[Data for the task — start]
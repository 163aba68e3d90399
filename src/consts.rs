pub const POLYGON_CHAIN_ID: u64 = 137;
pub const AMOY_CHAIN_ID: u64 = 80002;

/// EIP-712 domain name of the Polymarket SafeProxyFactory. The factory's
/// domain has no version field.
pub const SAFE_FACTORY_DOMAIN_NAME: &str = "Polymarket Contract Proxy Factory";

pub const CLOB_AUTH_DOMAIN_NAME: &str = "ClobAuthDomain";
pub const CLOB_AUTH_DOMAIN_VERSION: &str = "1";
pub const CLOB_AUTH_MESSAGE: &str = "This message attests that I control the given wallet";

/// keccak256 of the Safe proxy creation code used by the factory's CREATE2.
pub const SAFE_INIT_CODE_HASH: &str =
    "0x2bce2127ff07fb632d16c8347c4ebf501f4841168bed00d9e6ef715ddb6fcecf";

/// Collateral and conditional tokens both use 6 decimals; amounts handed to
/// the engine are always in base units.
pub const COLLATERAL_TOKEN_DECIMALS: u32 = 6;
pub const CONDITIONAL_TOKEN_DECIMALS: u32 = 6;

/// Outcome index sets of a binary market (YES = 0b01, NO = 0b10).
pub const BINARY_PARTITION: [u64; 2] = [1, 2];

pub const DEFAULT_SAFE_GAS_OVERHEAD: u64 = 15_000;
pub const DEFAULT_SAFE_GAS_BUFFER_PERCENT: u64 = 150;
pub const DEFAULT_POLL_ATTEMPTS: u32 = 100;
[Data for the task — finish]
§ Assignment
Write the material out again in its entirety, exactly as shown.

§ Response below
repository 163aba68e3d90399
filename src/consts.rs
pub const POLYGON_CHAIN_ID: u64 = 137;
pub const AMOY_CHAIN_ID: u64 = 80002;

/// EIP-712 domain name of the Polymarket SafeProxyFactory. The factory's
/// domain has no version field.
pub const SAFE_FACTORY_DOMAIN_NAME: &str = "Polymarket Contract Proxy Factory";

pub const CLOB_AUTH_DOMAIN_NAME: &str = "ClobAuthDomain";
pub const CLOB_AUTH_DOMAIN_VERSION: &str = "1";
pub const CLOB_AUTH_MESSAGE: &str = "This message attests that I control the given wallet";

/// keccak256 of the Safe proxy creation code used by the factory's CREATE2.
pub const SAFE_INIT_CODE_HASH: &str =
    "0x2bce2127ff07fb632d16c8347c4ebf501f4841168bed00d9e6ef715ddb6fcecf";

/// Collateral and conditional tokens both use 6 decimals; amounts handed to
/// the engine are always in base units.
pub const COLLATERAL_TOKEN_DECIMALS: u32 = 6;
pub const CONDITIONAL_TOKEN_DECIMALS: u32 = 6;

/// Outcome index sets of a binary market (YES = 0b01, NO = 0b10).
pub const BINARY_PARTITION: [u64; 2] = [1, 2];

pub const DEFAULT_SAFE_GAS_OVERHEAD: u64 = 15_000;
pub const DEFAULT_SAFE_GAS_BUFFER_PERCENT: u64 = 150;
pub const DEFAULT_POLL_ATTEMPTS: u32 = 100;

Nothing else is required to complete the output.